Rotator cuff tendinopathy is a common musculoskeletal disorder with limited pharmacological treatment strategies. This study aimed to investigate tenocytes' functional in vitro response from a ruptured supraspinatus tendon to suramin administration and to elucidate whether suramin can enhance tendon repair and modulate the inflammatory response to injury. Tenocytes were obtained from human supraspinatus tendons (n = 6). We investigated the effect of suramin on LPS-induced inflammatory responses and the underlying molecular mechanisms in THP-1 macrophages. Suramin enhanced the proliferation, cell viability, and migration of tenocytes.
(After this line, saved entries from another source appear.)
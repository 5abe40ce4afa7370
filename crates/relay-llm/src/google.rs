//! Google Gemini `generateContent` adapter.

use async_trait::async_trait;
use relay_core::{SecretString, UpstreamErrorKind};
use reqwest::Client;
use serde::Deserialize;
use serde_json::Value;
use tracing::debug;

use crate::anthropic::retry_after_secs;
use crate::error::{ProviderError, ProviderResult};
use crate::provider::TextProvider;
use crate::tokens::estimate_tokens;
use crate::types::{ChatRole, FinishReason, GenerateRequest, Generated};

const GOOGLE_BASE_URL: &str = "https://generativelanguage.googleapis.com";

/// Google Gemini adapter.
pub struct GoogleProvider {
    client: Client,
    base_url: Option<String>,
}

impl GoogleProvider {
    /// Create an adapter; `base_url` overrides the public endpoint.
    #[must_use]
    pub fn new(base_url: Option<String>) -> Self {
        Self {
            client: Client::new(),
            base_url,
        }
    }

    fn endpoint(&self, model: &str) -> String {
        let base = self
            .base_url
            .as_deref()
            .unwrap_or(GOOGLE_BASE_URL)
            .trim_end_matches('/');
        format!("{base}/v1beta/models/{model}:generateContent")
    }

    fn build_request(request: &GenerateRequest) -> Value {
        let contents: Vec<Value> = request
            .messages
            .iter()
            .filter(|m| m.role != ChatRole::System)
            .map(|m| {
                serde_json::json!({
                    "role": match m.role {
                        ChatRole::Assistant => "model",
                        ChatRole::User | ChatRole::System => "user",
                    },
                    "parts": [{"text": m.content}],
                })
            })
            .collect();

        let mut generation_config = serde_json::json!({
            "maxOutputTokens": request.max_tokens,
        });
        if let Some(temperature) = request.temperature {
            generation_config["temperature"] = serde_json::json!(temperature);
        }

        let mut body = serde_json::json!({
            "contents": contents,
            "generationConfig": generation_config,
        });
        if !request.system.is_empty() {
            body["systemInstruction"] = serde_json::json!({
                "parts": [{"text": request.system}],
            });
        }
        body
    }

    fn parse_response(response: ApiResponse) -> ProviderResult<Generated> {
        let candidate = response.candidates.into_iter().next().ok_or_else(|| {
            ProviderError::new(UpstreamErrorKind::ServerError, "response carried no candidates")
        })?;
        let text: String = candidate
            .content
            .map(|content| {
                content
                    .parts
                    .into_iter()
                    .filter_map(|part| part.text)
                    .collect::<Vec<_>>()
                    .join("")
            })
            .unwrap_or_default();

        let finish_reason = match candidate.finish_reason.as_deref() {
            Some("STOP") => FinishReason::Stop,
            Some("MAX_TOKENS") => FinishReason::Length,
            Some("SAFETY" | "PROHIBITED_CONTENT") => FinishReason::ContentFilter,
            _ => FinishReason::Other,
        };

        let (input_tokens, output_tokens, counts_estimated) = match response.usage_metadata {
            Some(usage) => (usage.prompt_token_count, usage.candidates_token_count, false),
            None => (0, estimate_tokens(&text), true),
        };

        Ok(Generated {
            text,
            input_tokens,
            output_tokens,
            counts_estimated,
            finish_reason,
            provider_request_id: response.response_id,
        })
    }
}

#[async_trait]
impl TextProvider for GoogleProvider {
    fn kind(&self) -> &'static str {
        "google"
    }

    async fn generate(
        &self,
        credential: &SecretString,
        request: &GenerateRequest,
    ) -> ProviderResult<Generated> {
        let url = self.endpoint(&request.model);
        let body = Self::build_request(request);

        debug!(model = %request.model, "Sending Gemini request");

        // Key goes in a header, not the query string, so it cannot leak
        // through request logs.
        let mut api_key = reqwest::header::HeaderValue::try_from(credential.expose())
            .map_err(|_| {
                ProviderError::new(UpstreamErrorKind::Auth, "API key contains invalid characters")
            })?;
        api_key.set_sensitive(true);

        let mut builder = self
            .client
            .post(&url)
            .header("x-goog-api-key", api_key)
            .json(&body);
        if let Some(timeout) = request.timeout {
            builder = builder.timeout(timeout);
        }

        let response = builder.send().await?;
        if !response.status().is_success() {
            let status = response.status();
            let retry_after = retry_after_secs(response.headers());
            let body = response.text().await.unwrap_or_default();
            return Err(ProviderError::from_status(status, &body, retry_after));
        }

        let api_response: ApiResponse = response.json().await.map_err(|e| {
            ProviderError::new(UpstreamErrorKind::ServerError, format!("invalid response: {e}"))
        })?;
        Self::parse_response(api_response)
    }
}

#[derive(Debug, Deserialize)]
#[serde(rename_all = "camelCase")]
struct ApiResponse {
    candidates: Vec<Candidate>,
    usage_metadata: Option<UsageMetadata>,
    response_id: Option<String>,
}

#[derive(Debug, Deserialize)]
#[serde(rename_all = "camelCase")]
struct Candidate {
    content: Option<Content>,
    finish_reason: Option<String>,
}

#[derive(Debug, Deserialize)]
struct Content {
    #[serde(default)]
    parts: Vec<Part>,
}

#[derive(Debug, Deserialize)]
struct Part {
    #[serde(default)]
    text: Option<String>,
}

#[derive(Debug, Deserialize)]
#[serde(rename_all = "camelCase")]
struct UsageMetadata {
    #[serde(default)]
    prompt_token_count: u64,
    #[serde(default)]
    candidates_token_count: u64,
}

#[cfg(test)]
mod tests {
    use super::*;
    use crate::types::ChatMessage;

    #[test]
    fn test_endpoint_embeds_model() {
        let provider = GoogleProvider::new(None);
        assert_eq!(
            provider.endpoint("gemini-2.0-flash"),
            "https://generativelanguage.googleapis.com/v1beta/models/gemini-2.0-flash:generateContent"
        );
    }

    #[test]
    fn test_build_request_roles_and_system() {
        let request = GenerateRequest {
            model: "gemini-2.0-flash".to_string(),
            system: "be brief".to_string(),
            messages: vec![
                ChatMessage::user("hi"),
                ChatMessage::assistant("hello"),
            ],
            max_tokens: 64,
            temperature: Some(0.5),
            web_search: None,
            timeout: None,
        };
        let body = GoogleProvider::build_request(&request);
        assert_eq!(body["contents"][0]["role"], "user");
        assert_eq!(body["contents"][1]["role"], "model");
        assert_eq!(body["systemInstruction"]["parts"][0]["text"], "be brief");
        assert_eq!(body["generationConfig"]["maxOutputTokens"], 64);
    }

    #[test]
    fn test_parse_response() {
        let response: ApiResponse = serde_json::from_value(serde_json::json!({
            "responseId": "resp-1",
            "candidates": [{
                "content": {"role": "model", "parts": [{"text": "hello"}]},
                "finishReason": "STOP",
            }],
            "usageMetadata": {"promptTokenCount": 4, "candidatesTokenCount": 2},
        }))
        .unwrap();
        let generated = GoogleProvider::parse_response(response).unwrap();
        assert_eq!(generated.text, "hello");
        assert_eq!(generated.input_tokens, 4);
        assert_eq!(generated.output_tokens, 2);
        assert_eq!(generated.finish_reason, FinishReason::Stop);
    }
}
It also increased the protein expression of PCNA and Ki-67. Suramin-treated tenocytes exhibited increased expression of COL1A1, COL3A1, TNC, SCX, and VEGF. Suramin significantly reduced LPS-induced iNOS, COX2 synthesis, inflammatory cytokine TNF-α production, and inflammatory signaling by influencing the NF-κB pathways in THP-1 cells. Our results suggest that suramin holds great promise as a therapeutic option for treating rotator cuff tendinopathy.